- Exercise inputs

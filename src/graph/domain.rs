use std::collections::{BTreeMap, BTreeSet};
use std::fmt;

use async_trait::async_trait;
use serde::{Deserialize, Serialize};
use thiserror::Error;

/// Node property holding the deduplication key.
pub const CLASS_NAME: &str = "className";
/// Node property holding the full IRI of the source class.
pub const IRI: &str = "iri";
/// Node property holding the primary label.
pub const NAME: &str = "name";
/// Node property holding the label shown to users.
pub const DISPLAY_NAME: &str = "displayName";
/// Node property holding the ordered alternative terms.
pub const ALTERNATIVE_NAMES: &str = "alternativeNames";

/// Key of the singleton root node every top-level class hangs from.
pub const ROOT_KEY: &str = "owl:Thing";

/// Store-assigned node identifier.
#[derive(Debug, Clone, Copy, PartialEq, Eq, Hash, PartialOrd, Ord, Serialize, Deserialize)]
pub struct NodeId(pub i64);

impl fmt::Display for NodeId {
    fn fmt(&self, f: &mut fmt::Formatter<'_>) -> fmt::Result {
        write!(f, "{}", self.0)
    }
}

/// Value stored under a node property key.
#[derive(Debug, Clone, PartialEq, Eq, Serialize, Deserialize)]
#[serde(untagged)]
pub enum PropertyValue {
    Text(String),
    TextList(Vec<String>),
}

impl PropertyValue {
    #[must_use]
    pub fn as_text(&self) -> Option<&str> {
        match self {
            Self::Text(text) => Some(text),
            Self::TextList(_) => None,
        }
    }

    #[must_use]
    pub fn as_text_list(&self) -> Option<&[String]> {
        match self {
            Self::TextList(items) => Some(items),
            Self::Text(_) => None,
        }
    }
}

impl From<&str> for PropertyValue {
    fn from(value: &str) -> Self {
        Self::Text(value.to_owned())
    }
}

impl From<String> for PropertyValue {
    fn from(value: String) -> Self {
        Self::Text(value)
    }
}

impl From<Vec<String>> for PropertyValue {
    fn from(value: Vec<String>) -> Self {
        Self::TextList(value)
    }
}

/// Hierarchy relationship types written by the mapping pass.
#[derive(Debug, Clone, Copy, PartialEq, Eq, Hash, PartialOrd, Ord)]
pub enum RelationshipKind {
    /// Class without inferred superclass, pointing at the root.
    IsA,
    /// Class pointing at one of its direct superclasses.
    PartOf,
}

impl RelationshipKind {
    /// Relationship type name as persisted.
    #[must_use]
    pub fn as_str(self) -> &'static str {
        match self {
            Self::IsA => "isA",
            Self::PartOf => "partOf",
        }
    }

    /// Parses a persisted relationship type name.
    #[must_use]
    pub fn from_name(name: &str) -> Option<Self> {
        match name {
            "isA" => Some(Self::IsA),
            "partOf" => Some(Self::PartOf),
            _ => None,
        }
    }
}

impl fmt::Display for RelationshipKind {
    fn fmt(&self, f: &mut fmt::Formatter<'_>) -> fmt::Result {
        f.write_str(self.as_str())
    }
}

/// Node as read back from committed storage.
#[derive(Debug, Clone, PartialEq, Eq)]
pub struct StoredNode {
    pub id: NodeId,
    pub key: String,
    pub labels: BTreeSet<String>,
    pub properties: BTreeMap<String, PropertyValue>,
}

impl StoredNode {
    #[must_use]
    pub fn text(&self, key: &str) -> Option<&str> {
        self.properties.get(key).and_then(PropertyValue::as_text)
    }

    #[must_use]
    pub fn text_list(&self, key: &str) -> Option<&[String]> {
        self.properties.get(key).and_then(PropertyValue::as_text_list)
    }
}

/// Relationship as read back from committed storage.
#[derive(Debug, Clone, Copy, PartialEq, Eq)]
pub struct StoredRelationship {
    pub from: NodeId,
    pub to: NodeId,
    pub kind: RelationshipKind,
}

/// Committed contents of a graph store.
#[derive(Debug, Clone, Default, PartialEq, Eq)]
pub struct GraphSnapshot {
    pub nodes: Vec<StoredNode>,
    pub relationships: Vec<StoredRelationship>,
}

impl GraphSnapshot {
    #[must_use]
    pub fn node_by_key(&self, key: &str) -> Option<&StoredNode> {
        self.nodes.iter().find(|node| node.key == key)
    }

    /// Relationships leaving the given node, in creation order.
    pub fn outgoing(&self, node: NodeId) -> impl Iterator<Item = &StoredRelationship> {
        self.relationships
            .iter()
            .filter(move |relationship| relationship.from == node)
    }

    /// Relationships of one type.
    pub fn of_kind(&self, kind: RelationshipKind) -> impl Iterator<Item = &StoredRelationship> {
        self.relationships
            .iter()
            .filter(move |relationship| relationship.kind == kind)
    }
}

/// Errors raised by graph store backends.
#[derive(Debug, Error)]
pub enum GraphStoreError {
    /// A node id was used that the transaction does not know.
    #[error("node `{0}` does not exist")]
    MissingNode(NodeId),
    /// Another node already carries the key.
    #[error("node key `{0}` already exists")]
    DuplicateKey(String),
    /// A persisted value could not be decoded.
    #[error("corrupt value for `{key}`: {reason}")]
    Corrupt { key: String, reason: String },
    #[error(transparent)]
    Serde(#[from] serde_json::Error),
    #[cfg(feature = "with-db")]
    #[error(transparent)]
    Sqlx(#[from] sqlx::Error),
    #[error(transparent)]
    IO(#[from] std::io::Error),
}

/// Property graph storage with key-indexed nodes and exclusive write
/// transactions.
#[async_trait]
pub trait GraphStore: Send + Sync {
    /// Transaction type handed out by [`GraphStore::begin`].
    type Transaction: GraphTransaction;

    /// Opens a write transaction. Nothing written through it is visible in
    /// [`GraphStore::snapshot`] until it commits.
    async fn begin(&self) -> Result<Self::Transaction, GraphStoreError>;

    /// Reads the committed graph.
    async fn snapshot(&self) -> Result<GraphSnapshot, GraphStoreError>;
}

/// Write operations available inside a transaction.
#[async_trait]
pub trait GraphTransaction: Send {
    /// Looks a node up through the key index.
    async fn find_node(&mut self, key: &str) -> Result<Option<NodeId>, GraphStoreError>;

    /// Creates a node carrying `key` as its [`CLASS_NAME`] property.
    ///
    /// Implementors must reject keys that already exist.
    async fn create_node(&mut self, key: &str) -> Result<NodeId, GraphStoreError>;

    /// Sets or replaces a node property.
    async fn set_property(
        &mut self,
        node: NodeId,
        key: &str,
        value: PropertyValue,
    ) -> Result<(), GraphStoreError>;

    /// Adds a label to a node. Adding an existing label is a no-op.
    async fn add_label(&mut self, node: NodeId, label: &str) -> Result<(), GraphStoreError>;

    /// Creates a typed relationship. Parallel relationships are allowed.
    async fn create_relationship(
        &mut self,
        from: NodeId,
        to: NodeId,
        kind: RelationshipKind,
    ) -> Result<(), GraphStoreError>;

    /// Makes every write of the transaction durable.
    async fn commit(self) -> Result<(), GraphStoreError>;

    /// Discards every write of the transaction.
    async fn rollback(self) -> Result<(), GraphStoreError>;
}

#[cfg(test)]
mod tests {
    use super::{PropertyValue, RelationshipKind};

    #[test]
    fn relationship_names_round_trip() {
        for kind in [RelationshipKind::IsA, RelationshipKind::PartOf] {
            assert_eq!(RelationshipKind::from_name(kind.as_str()), Some(kind));
        }
        assert_eq!(RelationshipKind::from_name("subClassOf"), None);
    }

    #[test]
    fn property_values_serialize_untagged() {
        let text = serde_json::to_string(&PropertyValue::from("Biology")).expect("text");
        assert_eq!(text, "\"Biology\"");
        let list = serde_json::to_string(&PropertyValue::from(vec![
            "Life science".to_string(),
            "Biology".to_string(),
        ]))
        .expect("list");
        assert_eq!(list, "[\"Life science\",\"Biology\"]");
        let decoded: PropertyValue = serde_json::from_str("[]").expect("empty list");
        assert_eq!(decoded, PropertyValue::TextList(vec![]));
    }
}
//! Told-structure reasoner used when no external DL reasoner is wired in.
//!
//! The reasoner only follows named `rdfs:subClassOf` and `owl:equivalentClass`
//! axioms. Complex class expressions are ignored, so entailments that need
//! tableau reasoning are not found.

use std::collections::{BTreeMap, BTreeSet, VecDeque};

use tracing::debug;

use crate::{
    config::{ReasonerBackend, ReasonerConfig},
    ontology::{
        entities::Ontology,
        repositories::{EquivalenceGroup, ReasonerError, ReasoningOracle},
        value_objects::Iri,
        vocab,
    },
};

/// Builds the reasoner selected in the configuration.
#[must_use]
pub fn from_config<'a>(
    config: &ReasonerConfig,
    ontology: &'a Ontology,
) -> Box<dyn ReasoningOracle + 'a> {
    match config.backend {
        ReasonerBackend::Structural => Box::new(StructuralReasoner::new(ontology)),
    }
}

/// [`ReasoningOracle`] over the asserted class hierarchy.
pub struct StructuralReasoner<'a> {
    ontology: &'a Ontology,
    edges: BTreeMap<Iri, BTreeSet<Iri>>,
    disjoint: BTreeMap<Iri, BTreeSet<Iri>>,
}

impl<'a> StructuralReasoner<'a> {
    #[must_use]
    pub fn new(ontology: &'a Ontology) -> Self {
        let mut edges: BTreeMap<Iri, BTreeSet<Iri>> = BTreeMap::new();
        let mut disjoint: BTreeMap<Iri, BTreeSet<Iri>> = BTreeMap::new();

        for (id, class) in ontology.classes() {
            let targets = edges.entry(id.clone()).or_default();
            targets.extend(class.parents().iter().cloned());
            targets.extend(class.equivalents().iter().cloned());
            // equivalence holds in both directions
            for other in class.equivalents() {
                edges.entry(other.clone()).or_default().insert(id.clone());
            }
            for other in class.disjoints() {
                disjoint.entry(id.clone()).or_default().insert(other.clone());
                disjoint.entry(other.clone()).or_default().insert(id.clone());
            }
        }

        Self {
            ontology,
            edges,
            disjoint,
        }
    }

    /// Every class reachable through told edges. Contains `class` itself only
    /// when it sits on a cycle.
    fn ancestors(&self, class: &Iri) -> BTreeSet<Iri> {
        let mut visited = BTreeSet::new();
        let mut to_visit: VecDeque<&Iri> = self
            .edges
            .get(class)
            .map(|targets| targets.iter().collect())
            .unwrap_or_default();

        while let Some(current) = to_visit.pop_front() {
            if visited.insert(current.clone()) {
                if let Some(targets) = self.edges.get(current) {
                    to_visit.extend(targets.iter());
                }
            }
        }

        visited
    }

    fn type_closure(&self, types: &BTreeSet<Iri>) -> BTreeSet<Iri> {
        let mut closure = types.clone();
        for class in types {
            closure.extend(self.ancestors(class));
        }
        closure
    }
}

impl ReasoningOracle for StructuralReasoner<'_> {
    fn is_consistent(&self) -> Result<bool, ReasonerError> {
        for individual in self.ontology.individuals().values() {
            let closure = self.type_closure(individual.types());
            if closure.iter().any(|class| class.as_str() == vocab::OWL_NOTHING) {
                debug!(individual = %individual.id(), "individual_instantiates_nothing");
                return Ok(false);
            }
            for class in &closure {
                let Some(partners) = self.disjoint.get(class) else {
                    continue;
                };
                if let Some(partner) = partners.iter().find(|partner| closure.contains(*partner)) {
                    debug!(
                        individual = %individual.id(),
                        class = %class,
                        disjoint_with = %partner,
                        "individual_in_disjoint_classes"
                    );
                    return Ok(false);
                }
            }
        }
        Ok(true)
    }

    fn direct_superclasses(&self, class: &Iri) -> Result<Vec<EquivalenceGroup>, ReasonerError> {
        if self.ontology.class(class).is_none() {
            return Err(ReasonerError::UnknownClass(class.clone()));
        }

        let reach: BTreeMap<Iri, BTreeSet<Iri>> = self
            .ancestors(class)
            .into_iter()
            .filter(|candidate| candidate != class && candidate.as_str() != vocab::OWL_THING)
            .map(|candidate| {
                let above = self.ancestors(&candidate);
                (candidate, above)
            })
            .collect();

        // drop the members of the class's own equivalence group
        let strict: BTreeMap<&Iri, &BTreeSet<Iri>> = reach
            .iter()
            .filter(|(_, above)| !above.contains(class))
            .collect();

        let strictly_below = |upper: &Iri, lower: &Iri| {
            strict
                .get(lower)
                .is_some_and(|above| above.contains(upper))
                && !strict.get(upper).is_some_and(|above| above.contains(lower))
        };

        let direct: Vec<&Iri> = strict
            .keys()
            .copied()
            .filter(|candidate| {
                !strict
                    .keys()
                    .any(|other| other != candidate && strictly_below(*candidate, *other))
            })
            .collect();

        let mut groups: Vec<BTreeSet<Iri>> = Vec::new();
        for candidate in direct {
            let existing = groups.iter_mut().find(|group| {
                group.iter().any(|member| {
                    strict[candidate].contains(member)
                        && strict.get(member).is_some_and(|above| above.contains(candidate))
                })
            });
            match existing {
                Some(group) => {
                    group.insert(candidate.clone());
                }
                None => groups.push(BTreeSet::from([candidate.clone()])),
            }
        }

        Ok(groups
            .into_iter()
            .filter_map(|mut members| {
                let representative = members.pop_first()?;
                Some(EquivalenceGroup::new(representative, members))
            })
            .collect())
    }
}

#[cfg(test)]
mod tests {
    use super::StructuralReasoner;
    use crate::ontology::{
        entities::{Class, Individual, Ontology},
        repositories::{EquivalenceGroup, ReasonerError, ReasoningOracle},
        value_objects::Iri,
        vocab,
    };

    fn iri(local: &str) -> Iri {
        Iri::new(format!("https://example.org/onto#{local}")).expect("valid iri")
    }

    fn class(local: &str, parents: &[&str]) -> Class {
        let mut class = Class::new(iri(local));
        for parent in parents {
            class.add_parent(iri(parent));
        }
        class
    }

    fn ontology(classes: Vec<Class>) -> Ontology {
        let mut ontology = Ontology::new();
        for class in classes {
            ontology.add_class(class).expect("class inserted");
        }
        ontology
    }

    #[test]
    fn top_level_classes_have_no_direct_superclasses() {
        let mut root = class("Root", &[]);
        root.add_parent(Iri::new(vocab::OWL_THING).expect("thing"));
        let ontology = ontology(vec![root]);
        let reasoner = StructuralReasoner::new(&ontology);
        assert!(reasoner
            .direct_superclasses(&iri("Root"))
            .expect("superclasses")
            .is_empty());
    }

    #[test]
    fn transitive_ancestors_are_not_direct() {
        let ontology = ontology(vec![
            class("Science", &[]),
            class("Biology", &["Science"]),
            class("Genetics", &["Biology", "Science"]),
        ]);
        let reasoner = StructuralReasoner::new(&ontology);
        assert_eq!(
            reasoner
                .direct_superclasses(&iri("Genetics"))
                .expect("superclasses"),
            vec![EquivalenceGroup::single(iri("Biology"))]
        );
    }

    #[test]
    fn multiple_parents_are_all_direct() {
        let ontology = ontology(vec![
            class("Biology", &[]),
            class("Chemistry", &[]),
            class("Biochemistry", &["Biology", "Chemistry"]),
        ]);
        let reasoner = StructuralReasoner::new(&ontology);
        let groups = reasoner
            .direct_superclasses(&iri("Biochemistry"))
            .expect("superclasses");
        let representatives: Vec<_> = groups
            .iter()
            .map(EquivalenceGroup::representative)
            .collect();
        assert_eq!(representatives, vec![&iri("Biology"), &iri("Chemistry")]);
    }

    #[test]
    fn equivalent_superclasses_form_one_group() {
        let mut life_science = class("LifeScience", &[]);
        life_science.add_equivalent(iri("Biology"));
        let ontology = ontology(vec![
            class("Biology", &[]),
            life_science,
            class("Zoology", &["Biology", "LifeScience"]),
        ]);
        let reasoner = StructuralReasoner::new(&ontology);
        let groups = reasoner
            .direct_superclasses(&iri("Zoology"))
            .expect("superclasses");
        assert_eq!(groups.len(), 1);
        assert_eq!(groups[0].representative(), &iri("Biology"));
        assert!(groups[0].members().contains(&iri("LifeScience")));
    }

    #[test]
    fn own_equivalents_are_not_superclasses() {
        let mut biology = class("Biology", &["Science"]);
        biology.add_equivalent(iri("LifeScience"));
        let ontology = ontology(vec![
            class("Science", &[]),
            biology,
            class("LifeScience", &[]),
        ]);
        let reasoner = StructuralReasoner::new(&ontology);
        let groups = reasoner
            .direct_superclasses(&iri("LifeScience"))
            .expect("superclasses");
        assert_eq!(groups, vec![EquivalenceGroup::single(iri("Science"))]);
    }

    #[test]
    fn unknown_classes_are_reported() {
        let ontology = ontology(vec![class("Biology", &[])]);
        let reasoner = StructuralReasoner::new(&ontology);
        let err = reasoner
            .direct_superclasses(&iri("Missing"))
            .expect_err("unknown class");
        assert_eq!(err, ReasonerError::UnknownClass(iri("Missing")));
    }

    #[test]
    fn disjoint_membership_is_inconsistent() {
        let mut plant = class("Plant", &[]);
        plant.add_disjoint(iri("Animal"));
        let mut ontology = ontology(vec![plant, class("Animal", &[]), class("Dog", &["Animal"])]);
        let mut rex = Individual::new(iri("rex"));
        rex.assert_type(iri("Dog"));
        rex.assert_type(iri("Plant"));
        ontology.add_individual(rex).expect("individual inserted");

        let reasoner = StructuralReasoner::new(&ontology);
        assert!(!reasoner.is_consistent().expect("consistency"));
    }

    #[test]
    fn ontology_without_clashes_is_consistent() {
        let mut plant = class("Plant", &[]);
        plant.add_disjoint(iri("Animal"));
        let mut ontology = ontology(vec![plant, class("Animal", &[]), class("Dog", &["Animal"])]);
        let mut rex = Individual::new(iri("rex"));
        rex.assert_type(iri("Dog"));
        ontology.add_individual(rex).expect("individual inserted");

        let reasoner = StructuralReasoner::new(&ontology);
        assert!(reasoner.is_consistent().expect("consistency"));
    }
}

- Your objective
The lines to return are those holding the string "Copy" anywhere in the listing above.

- Task response
#[derive(Debug, Clone, Copy, PartialEq, Eq, Hash, PartialOrd, Ord, Serialize, Deserialize)]
#[derive(Debug, Clone, Copy, PartialEq, Eq, Hash, PartialOrd, Ord)]
#[derive(Debug, Clone, Copy, PartialEq, Eq)]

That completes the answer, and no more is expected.